FFJ: How about the scene where it went from the camera to the horizon into Mos Eisley and then through the streets of Mos Eisley?
JD: Where you saw all around it. Oh, that was roto...it had to be rotoed (rotoscoped). But look, they went to Tunisia, right? They said, okay, we need the landspeeder coming in here, and it's a little Reliant, a little English car...three wheeler. And they've got this little English car bouncing along, okay, now...first of all, it's bad enough that they didn't make it a locked-off shot, it's a pan, okay. Secondly, they've got people walking in front of it, the foreground. Alright, thirdly, it has to go against a light grey background. So, how are you going to deal with that? So we ended up with a piece of film that we had to fix. "Here, fix this!" Aw, okay, sure!
FFJ: I guess you had a lot of that?
JD: Well, not too much. They were very good about what they did and the English crews were great. They were really cooperative and helpful.
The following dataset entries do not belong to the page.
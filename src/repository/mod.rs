//! Repository layer for store operations
//!
//! Each collection is reached through a trait so the services run the same
//! way over PostgreSQL and over the in-memory store.

pub mod books;
pub mod borrows;
pub mod categories;
pub mod memory;

use std::sync::Arc;

use async_trait::async_trait;
use sqlx::{Pool, Postgres};
use uuid::Uuid;

use crate::{
    error::AppResult,
    models::{Book, BookSummary, BorrowRecord, BorrowedBook, Category, UpdateBook},
};

pub use memory::MemoryStore;

/// Book collection
#[cfg_attr(test, mockall::automock)]
#[async_trait]
pub trait BookRepository: Send + Sync {
    /// Public projection of every book, optionally of one category
    async fn list_summaries(&self, category: Option<String>) -> AppResult<Vec<BookSummary>>;
    /// Full documents of the books added by `owner`
    async fn list_by_owner(&self, owner: &str, category: Option<String>) -> AppResult<Vec<Book>>;
    /// Most borrowed books first, ties in insertion order
    async fn list_popular(&self, limit: usize) -> AppResult<Vec<Book>>;
    async fn get_by_id(&self, id: Uuid) -> AppResult<Book>;
    async fn insert(&self, book: &Book) -> AppResult<()>;
    /// Returns the number of matched books
    async fn update(&self, id: Uuid, data: &UpdateBook) -> AppResult<u64>;
    /// Returns the number of deleted books
    async fn delete(&self, id: Uuid) -> AppResult<u64>;
}

/// Borrow ledger
#[cfg_attr(test, mockall::automock)]
#[async_trait]
pub trait BorrowRepository: Send + Sync {
    async fn get_by_id(&self, id: Uuid) -> AppResult<BorrowRecord>;
    async fn list_book_ids(&self, borrower: &str) -> AppResult<Vec<Uuid>>;
    async fn list_borrowed_books(&self, borrower: &str) -> AppResult<Vec<BorrowedBook>>;
    /// Take one copy off the shelf and record the borrow, as one atomic step.
    /// Fails with `NotAvailable` when no copy is left.
    async fn checkout(&self, book_id: Uuid, borrower: &str) -> AppResult<BorrowRecord>;
    /// Delete the record and put the copy back, as one atomic step.
    /// Fails with `NotFound` when the record is already gone.
    async fn check_in(&self, record: &BorrowRecord) -> AppResult<()>;
}

/// Category collection
#[cfg_attr(test, mockall::automock)]
#[async_trait]
pub trait CategoryRepository: Send + Sync {
    async fn list(&self) -> AppResult<Vec<Category>>;
}

/// Main repository struct holding the collection handles
#[derive(Clone)]
pub struct Repository {
    pool: Option<Pool<Postgres>>,
    pub books: Arc<dyn BookRepository>,
    pub borrows: Arc<dyn BorrowRepository>,
    pub categories: Arc<dyn CategoryRepository>,
}

impl Repository {
    /// Create a new repository with the given database pool
    pub fn new(pool: Pool<Postgres>) -> Self {
        Self {
            books: Arc::new(books::BooksRepository::new(pool.clone())),
            borrows: Arc::new(borrows::BorrowsRepository::new(pool.clone())),
            categories: Arc::new(categories::CategoriesRepository::new(pool.clone())),
            pool: Some(pool),
        }
    }

    /// Create a repository backed by an in-process store
    pub fn in_memory(store: MemoryStore) -> Self {
        Self {
            pool: None,
            books: Arc::new(store.clone()),
            borrows: Arc::new(store.clone()),
            categories: Arc::new(store),
        }
    }

    /// Assemble a repository from arbitrary collection handles
    pub fn from_parts(
        books: Arc<dyn BookRepository>,
        borrows: Arc<dyn BorrowRepository>,
        categories: Arc<dyn CategoryRepository>,
    ) -> Self {
        Self {
            pool: None,
            books,
            borrows,
            categories,
        }
    }

    /// Check that the store answers
    pub async fn ping(&self) -> AppResult<()> {
        if let Some(ref pool) = self.pool {
            sqlx::query("SELECT 1").execute(pool).await?;
        }
        Ok(())
    }

    /// Release store connections
    pub async fn close(&self) {
        if let Some(ref pool) = self.pool {
            pool.close().await;
        }
    }
}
FFJ: Was there ever any other ending planned, other than the one used? It just seemed to end so suddenly, all at once, with "sequel" written all over it.
JD: Well, it's a serial ending, right, but it's not...
FFJ: Was that intended because of a sequel?
JD: Well, I..yes and no. I mean, basically what he (Lucas) wanted was a Buck Rogers feel, and that had a Buck Rogers feel to it. You watch the first eight episodes of Buck Rogers, and then there's nothing else that happens. It's like any other ending, it's like there's...they end the movie and they leave you hanging.
FFJ: It seemed as though there should be another five minutes, a little more dialogue.
JD: Another five minutes, are you kidding me (looking incredulous)?
FFJ: Well, you wanted another two hours.
JD: COULD YOU GIVE ME ANOTHER FIVE MINUTES? Why SURE, what do you want them to do?
FFJ: Why, anything...
JD: You want to know what happens? Luke turns gay, which is okay because C-3P0 was always the same (laughter all around.) No, I agree, it left you hanging, that was the point of the thing.
FFJ: I liked it like that, really. It left you with such an exhilarating feeling. It left you feeling so good.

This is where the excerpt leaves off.